1/3 cup plus 1 tablespoon sugar

½ cup chocolate chips

½ cup applesauce

1/3 cup coconut or vegetable oil

1 teaspoon white or apple cider vinegar

1 ½ teaspoon pure vanilla extract

1 cup grated zucchini


1. Preheat oven to 350F and place 10-12 cupcake liners in a muffin tin.

2. Combine all dry ingredients in a mixing bowl, and then set aside.

3. In a large measuring cup, combine all liquid ingredients (including zucchini).

4. Mix wet into dry, and immediately portion into the baking cups and place in the oven.

5. Bake 19 minutes, and then allow the zucchini muffins to cool before removing from the tray.



Kids are visual (cute) creatures. They will appreciate the extra touches and time you spend making their lunch boxes look inviting. Try some of these handy dandy lunch-making tools:

 Silicone muffin cups

Egg molds

Cookie cutters


 Bento separators

Sandwich shape cutter

Cereal container



Everyone needs inspiration. Here are two great blogs I follow and recommend to my peers, along with websites I referenced for these awesome recipes:



Add milk ice cubes to thermos.

Squeeze lemon juice on apple slices to prevent browning.

Make lunch the night before.

Cut sandwiches with a cookie cutter or cut in triangles or sticks.

Keep two sets of lunch containers so a clean one is always ready in the morning.

Visit Whole Foods deli to try a few new foods, without breaking the bank.

Switch up the way you makes sandwiches.

Use different breads.

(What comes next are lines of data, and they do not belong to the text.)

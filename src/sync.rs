//! Sync orchestration.
//!
//! Coordinates the three operational modes over one [`SyncContext`]:
//!
//! | Mode | Flow |
//! |------|------|
//! | delta (default) | enumerate → hierarchy → scan archive → plan missing → fetch |
//! | full (`--full`) | enumerate → hierarchy → plan everything → fetch |
//! | hierarchy-only | enumerate → hierarchy |
//!
//! All run state lives in the context; nothing is process-global, so
//! several contexts can run one after another in the same process.

use anyhow::{bail, Result};
use std::path::PathBuf;

use crate::archive::ArchiveWriter;
use crate::config::Config;
use crate::delta;
use crate::hierarchy;
use crate::local_state::LocalIndex;
use crate::models::{ContentItem, SyncSummary};
use crate::paginate;
use crate::pipeline::ContentPipeline;
use crate::politeness::{DelaySite, PolitenessScheduler};
use crate::progress::{NoProgress, SyncProgressEvent, SyncProgressReporter};
use crate::traits::{RemoteContentApi, Transform};

/// Which items a sync fetches.
#[derive(Debug, Clone, Copy, PartialEq, Eq)]
pub enum SyncMode {
    /// Only items with no archived copy.
    Delta,
    /// Every item, regardless of the archive.
    Full,
}

#[derive(Debug, Clone)]
pub struct SyncOptions {
    pub mode: SyncMode,
    /// Plan and report, but fetch and write nothing.
    pub dry_run: bool,
    /// Cap on the number of items fetched, applied after shuffling.
    pub limit: Option<usize>,
}

impl Default for SyncOptions {
    fn default() -> Self {
        Self {
            mode: SyncMode::Delta,
            dry_run: false,
            limit: None,
        }
    }
}

/// Result of one sync run.
#[derive(Debug, Clone)]
pub struct SyncReport {
    pub space: String,
    pub mode: SyncMode,
    pub dry_run: bool,
    pub remote: usize,
    pub local: usize,
    pub planned: usize,
    pub hierarchy_path: Option<PathBuf>,
    pub summary: SyncSummary,
}

/// Everything one run needs: configuration, the remote, the transform and
/// where to report progress.
pub struct SyncContext {
    pub config: Config,
    pub api: Box<dyn RemoteContentApi>,
    pub transform: Box<dyn Transform>,
    pub progress: Box<dyn SyncProgressReporter>,
    scheduler: PolitenessScheduler,
    writer: ArchiveWriter,
}

impl SyncContext {
    pub fn new(
        config: Config,
        api: Box<dyn RemoteContentApi>,
        transform: Box<dyn Transform>,
    ) -> Self {
        let scheduler = PolitenessScheduler::new(
            config.politeness.page_bounds(),
            config.politeness.child_bounds(),
            config.politeness.item_bounds(),
        );
        let writer = ArchiveWriter::new(&config.archive.root, &config.archive.extension);
        Self {
            config,
            api,
            transform,
            progress: Box::new(NoProgress),
            scheduler,
            writer,
        }
    }

    pub fn with_progress(mut self, progress: Box<dyn SyncProgressReporter>) -> Self {
        self.progress = progress;
        self
    }

    pub fn writer(&self) -> &ArchiveWriter {
        &self.writer
    }

    pub fn scheduler(&self) -> &PolitenessScheduler {
        &self.scheduler
    }

    /// List every item in the space.
    ///
    /// A listing failure and an empty space both stop the calling mode: with
    /// no listing there is nothing to plan or index.
    pub async fn enumerate_space(&self, space: &str) -> Result<Vec<ContentItem>> {
        self.progress.report(SyncProgressEvent::Enumerating {
            space: space.to_string(),
        });

        let expand = self.config.listing.content_expand.as_str();
        let listed = paginate::enumerate(
            |start, limit| self.api.list_content(space, start, limit, expand),
            self.config.listing.page_size,
            &self.scheduler,
            DelaySite::Page,
        )
        .await;

        let items = match listed {
            Ok(items) => items,
            Err(e) => {
                tracing::error!(error = %e, "error fetching pages from space '{}'", space);
                bail!("No pages found or error occurred listing space '{}': {}", space, e);
            }
        };
        if items.is_empty() {
            bail!("No pages found in space '{}'", space);
        }

        tracing::info!(total = items.len(), "total pages found in space '{}'", space);
        Ok(items)
    }

    /// Rebuild and rewrite the hierarchy index from an enumeration.
    pub async fn write_hierarchy(&self, space: &str, items: &[ContentItem]) -> Result<PathBuf> {
        let doc = hierarchy::build(
            self.api.as_ref(),
            items,
            self.config.listing.page_size,
            &self.scheduler,
        )
        .await;
        let path = self.writer.write_hierarchy(space, &doc)?;
        tracing::info!(path = %path.display(), "saved page hierarchy");
        Ok(path)
    }

    /// Hierarchy-only refresh.
    pub async fn run_hierarchy(&self, space: &str) -> Result<PathBuf> {
        let items = self.enumerate_space(space).await?;
        self.write_hierarchy(space, &items).await
    }

    /// Delta or full sync of one space.
    pub async fn run_sync(&self, space: &str, options: &SyncOptions) -> Result<SyncReport> {
        tracing::info!(mode = ?options.mode, "starting sync of space '{}'", space);

        let items = self.enumerate_space(space).await?;

        let local = LocalIndex::load(&self.config.archive.root, &self.config.archive.extension)?;

        let mut work = match options.mode {
            SyncMode::Delta => delta::plan(&items, &local.ids()),
            SyncMode::Full => delta::plan_full(&items),
        };
        if let Some(limit) = options.limit {
            work.truncate(limit);
        }
        tracing::info!("{} pages are planned and will be fetched", work.len());

        let mut report = SyncReport {
            space: space.to_string(),
            mode: options.mode,
            dry_run: options.dry_run,
            remote: items.len(),
            local: local.len(),
            planned: work.len(),
            hierarchy_path: None,
            summary: SyncSummary::default(),
        };

        if options.dry_run {
            return Ok(report);
        }

        report.hierarchy_path = Some(self.write_hierarchy(space, &items).await?);

        let pipeline = ContentPipeline {
            api: self.api.as_ref(),
            transform: self.transform.as_ref(),
            writer: &self.writer,
            local: &local,
            scheduler: &self.scheduler,
            progress: self.progress.as_ref(),
            detail_expand: &self.config.listing.detail_expand,
            space,
        };
        report.summary = pipeline.run(&work).await?;

        tracing::info!(
            attempted = report.summary.attempted(),
            saved = report.summary.saved(),
            failed = report.summary.failed(),
            "sync of space '{}' completed",
            space
        );
        Ok(report)
    }
}

/// Print a sync report to stdout.
pub fn print_report(report: &SyncReport) {
    let label = match report.mode {
        SyncMode::Delta => "",
        SyncMode::Full => " (full)",
    };
    if report.dry_run {
        println!("sync {}{} (dry-run)", report.space, label);
        println!("  remote items: {}", report.remote);
        println!("  archived locally: {}", report.local);
        println!("  would fetch: {}", report.planned);
        return;
    }

    println!("sync {}{}", report.space, label);
    println!("  remote items: {}", report.remote);
    println!("  archived locally: {}", report.local);
    println!("  planned: {}", report.planned);
    println!("  attempted: {}", report.summary.attempted());
    println!("  saved: {}", report.summary.saved());
    println!("  failed: {}", report.summary.failed());
    println!("  skipped: {}", report.summary.skipped());
    if let Some(ref path) = report.hierarchy_path {
        println!("  hierarchy: {}", path.display());
    }
    println!("ok");
}
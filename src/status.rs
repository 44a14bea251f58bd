//! `mirror status`: what the local archive holds.
//!
//! Counts archived documents and lists each space's hierarchy index with its
//! modification time. Reads only the archive root; no remote calls.

use anyhow::Result;
use chrono::{DateTime, Utc};
use std::path::PathBuf;
use walkdir::WalkDir;

use crate::config::Config;
use crate::local_state;

/// Local archive state, read without contacting the remote.
#[derive(Debug, Clone)]
pub struct ArchiveStatus {
    pub root: PathBuf,
    pub exists: bool,
    pub documents: usize,
    pub hierarchies: Vec<(String, Option<DateTime<Utc>>)>,
}

pub fn archive_status(config: &Config) -> Result<ArchiveStatus> {
    let root = config.archive.root.clone();
    let ext = config.archive.extension.as_str();
    let documents = local_state::scan(&root, ext)?.len();

    let suffix = format!("{}.{}", local_state::HIERARCHY_SUFFIX, ext);
    let mut hierarchies = Vec::new();
    if root.exists() {
        for entry in WalkDir::new(&root).min_depth(1).max_depth(1) {
            let entry = entry?;
            let name = entry.file_name().to_string_lossy().to_string();
            if let Some(space) = name.strip_suffix(&suffix) {
                let modified = entry
                    .metadata()
                    .ok()
                    .and_then(|m| m.modified().ok())
                    .map(DateTime::<Utc>::from);
                hierarchies.push((space.to_string(), modified));
            }
        }
    }
    hierarchies.sort_by(|a, b| a.0.cmp(&b.0));

    Ok(ArchiveStatus {
        exists: root.exists(),
        root,
        documents,
        hierarchies,
    })
}

pub fn print_status(config: &Config) -> Result<()> {
    let status = archive_status(config)?;

    println!("archive root: {}", status.root.display());
    if !status.exists {
        println!("  (not created yet; nothing synced)");
        return Ok(());
    }
    println!("  archived documents: {}", status.documents);

    println!("{:<16} UPDATED", "SPACE");
    for (space, modified) in &status.hierarchies {
        let when = modified
            .map(|t| t.format("%Y-%m-%d %H:%M:%S UTC").to_string())
            .unwrap_or_else(|| "unknown".to_string());
        println!("{:<16} {}", space, when);
    }

    Ok(())
}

English muffins, mini whole-wheat bagels, flax wrap or waffles.

Wrap ham and cheese inside Pillsbury crescent rolls and bake as directed.

Make a bunch of muffins and freeze them. They will thaw in time for lunch.




Even the most finicky eater won’t object to veggies that are “hidden” in dishes they love.

Check out Deceptively Delicious, by Jessica Seinfeld, and The Sneaky Chef, by Missy Chase Lapine, for creative ways to sneak healthy vegetables into your child’s meals.

Sauté a container of baby spinach in a couple of tablespoons of water until just wilted. (If you use the big container from Costo, do half at a time). Puree the spinach in a food processor, then freeze in ice cube trays. These cubes can be added to pasta sauces and scrambled eggs.

Steam and puree sweet potato or cauliflower, freeze it ice cube trays, and mix in pasta or macaroni and cheese.